As a key intracellular pattern-recognition receptor, NLRP3 senses diverse pathogen- and damage-associated molecular patterns (PAMPs and DAMPs), initiating inflammasome assembly and pyroptotic cell death. Aberrant NLRP3 activation contributes to various chronic inflammatory diseases, including atherosclerosis, Alzheimer's disease, and rheumatoid arthritis, underscoring its therapeutic relevance. In this study, we designed and synthesized compound 8a, a structurally optimized derivative of the diterpenoid alkaloid songorine. In lipopolysaccharide (LPS)- and nigericin-stimulated macrophage models, 8a markedly reduced Lactate Dehydrogenase (LDH) release (IC₅₀ = 2.69 μM in THP-1 cells and 1.75 μM in J774A.1 cells) and effectively inhibited gasdermin D (GSDMD) cleavage and interleukin-1β (IL-1β) secretion, demonstrating potent suppression of Pyroptosis.
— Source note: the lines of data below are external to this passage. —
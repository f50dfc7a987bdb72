//! Scan options.
//!
//! Controls which units and rules a scan covers, how many records are read
//! per unit, how much concurrency is used and what ends up in the report.

use crate::error::{Result, ScanError};
use serde::{Deserialize, Serialize};
use std::collections::BTreeSet;
use std::time::Duration;

/// Options for one scan invocation.
///
/// Immutable for the duration of a scan. Call [`ScanOptions::validate`]
/// (the orchestrator does) before use.
#[derive(Debug, Clone, PartialEq, Eq, Serialize, Deserialize)]
#[serde(default)]
pub struct ScanOptions {
    /// Keep literal matched values in the report
    pub show_data: bool,
    /// List every sampled field in the per-unit summaries
    pub show_all: bool,
    /// Maximum records read per unit
    pub sample_size: u32,
    /// Concurrent unit-scans (1 means sequential)
    pub processes: u32,
    /// Unit names or glob patterns to include (empty means all)
    pub only_units: BTreeSet<String>,
    /// Unit names or glob patterns to exclude
    pub except_units: BTreeSet<String>,
    /// Matches seen fewer times than this are dropped
    pub min_count: u32,
    /// Rule ids to apply (empty means all)
    pub only_patterns: BTreeSet<String>,
    /// Rule ids to skip
    pub except_patterns: BTreeSet<String>,
    /// Extra regex applied as the `custom` rule
    pub custom_pattern: Option<String>,
    /// Deadline for a single unit-scan
    pub unit_timeout_secs: Option<u64>,
    /// Deadline for the whole scan; expiry cancels it
    pub scan_timeout_secs: Option<u64>,
    /// How long in-flight units may finish after cancellation
    pub cancel_grace_ms: u64,
}

impl Default for ScanOptions {
    fn default() -> Self {
        Self {
            show_data: false,
            show_all: false,
            sample_size: 1000,
            processes: 1,
            only_units: BTreeSet::new(),
            except_units: BTreeSet::new(),
            min_count: 1,
            only_patterns: BTreeSet::new(),
            except_patterns: BTreeSet::new(),
            custom_pattern: None,
            unit_timeout_secs: None,
            scan_timeout_secs: None,
            cancel_grace_ms: 2000,
        }
    }
}

fn to_set<I, S>(items: I) -> BTreeSet<String>
where
    I: IntoIterator<Item = S>,
    S: Into<String>,
{
    items.into_iter().map(Into::into).collect()
}

impl ScanOptions {
    /// Creates scan options with defaults.
    pub fn new() -> Self {
        Self::default()
    }

    /// Checks option consistency.
    ///
    /// Rule ids are checked against the catalogue separately, by
    /// [`crate::rules::RuleSet::select`].
    ///
    /// # Errors
    /// Returns a configuration error describing the first problem found.
    pub fn validate(&self) -> Result<()> {
        if self.sample_size == 0 {
            return Err(ScanError::configuration(
                "sample_size must be greater than 0",
            ));
        }

        if self.processes == 0 {
            return Err(ScanError::configuration(
                "processes must be greater than 0",
            ));
        }

        if self.min_count == 0 {
            return Err(ScanError::configuration(
                "min_count must be greater than 0",
            ));
        }

        if let Some(unit) = self.only_units.intersection(&self.except_units).next() {
            return Err(ScanError::configuration(format!(
                "unit '{}' is listed in both only_units and except_units",
                unit
            )));
        }

        if let Some(id) = self
            .only_patterns
            .intersection(&self.except_patterns)
            .next()
        {
            return Err(ScanError::configuration(format!(
                "pattern '{}' is listed in both only_patterns and except_patterns",
                id
            )));
        }

        if self.unit_timeout_secs == Some(0) || self.scan_timeout_secs == Some(0) {
            return Err(ScanError::configuration(
                "timeouts must be greater than 0",
            ));
        }

        Ok(())
    }

    pub fn unit_timeout(&self) -> Option<Duration> {
        self.unit_timeout_secs.map(Duration::from_secs)
    }

    pub fn scan_timeout(&self) -> Option<Duration> {
        self.scan_timeout_secs.map(Duration::from_secs)
    }

    pub fn cancel_grace(&self) -> Duration {
        Duration::from_millis(self.cancel_grace_ms)
    }

    /// Builder method to keep matched values in the report.
    pub fn with_show_data(mut self, enabled: bool) -> Self {
        self.show_data = enabled;
        self
    }

    /// Builder method to list all sampled fields per unit.
    pub fn with_show_all(mut self, enabled: bool) -> Self {
        self.show_all = enabled;
        self
    }

    /// Builder method to set sample size.
    pub fn with_sample_size(mut self, size: u32) -> Self {
        self.sample_size = size;
        self
    }

    /// Builder method to set concurrency.
    pub fn with_processes(mut self, processes: u32) -> Self {
        self.processes = processes;
        self
    }

    /// Builder method to set the minimum match count.
    pub fn with_min_count(mut self, min_count: u32) -> Self {
        self.min_count = min_count;
        self
    }

    /// Builder method to restrict scanned units.
    pub fn with_only_units<I, S>(mut self, units: I) -> Self
    where
        I: IntoIterator<Item = S>,
        S: Into<String>,
    {
        self.only_units = to_set(units);
        self
    }

    /// Builder method to exclude units.
    pub fn with_except_units<I, S>(mut self, units: I) -> Self
    where
        I: IntoIterator<Item = S>,
        S: Into<String>,
    {
        self.except_units = to_set(units);
        self
    }

    /// Builder method to restrict applied rules.
    pub fn with_only_patterns<I, S>(mut self, ids: I) -> Self
    where
        I: IntoIterator<Item = S>,
        S: Into<String>,
    {
        self.only_patterns = to_set(ids);
        self
    }

    /// Builder method to skip rules.
    pub fn with_except_patterns<I, S>(mut self, ids: I) -> Self
    where
        I: IntoIterator<Item = S>,
        S: Into<String>,
    {
        self.except_patterns = to_set(ids);
        self
    }

    /// Builder method to add the custom rule.
    pub fn with_custom_pattern(mut self, pattern: impl Into<String>) -> Self {
        self.custom_pattern = Some(pattern.into());
        self
    }

    /// Builder method to set the per-unit deadline.
    pub fn with_unit_timeout_secs(mut self, secs: u64) -> Self {
        self.unit_timeout_secs = Some(secs);
        self
    }

    /// Builder method to set the whole-scan deadline.
    pub fn with_scan_timeout_secs(mut self, secs: u64) -> Self {
        self.scan_timeout_secs = Some(secs);
        self
    }

    /// Builder method to set the cancellation grace period.
    pub fn with_cancel_grace_ms(mut self, ms: u64) -> Self {
        self.cancel_grace_ms = ms;
        self
    }
}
Hydrogenation of the C16-C17 double bond afforded compound 8b, which lost inhibitory activity, indicating that the α,β-unsaturated carbonyl moiety is essential for function, likely via covalent modification of cysteine residues on NLRP3. This mechanism was further substantiated by Drug Affinity Responsive Target Stability (DARTS) assays and mass spectrometry, confirming direct binding between 8a and NLRP3. We also conducted structure-activity relationship studies by modifying the C1 position and found that such modifications did not significantly impact the compound's activity. Collectively, these findings identify 8a as a novel songorine-derived covalent NLRP3 Inhibitor and provide the first elucidation of its structure-activity relationship and molecular mechanism, offering valuable insights for the rational design of safe and effective anti-inflammatory agents targeting NLRP3.

NLRP3 inflammasome; Pyroptosis; Songorine derivative; Structure-activity relationship.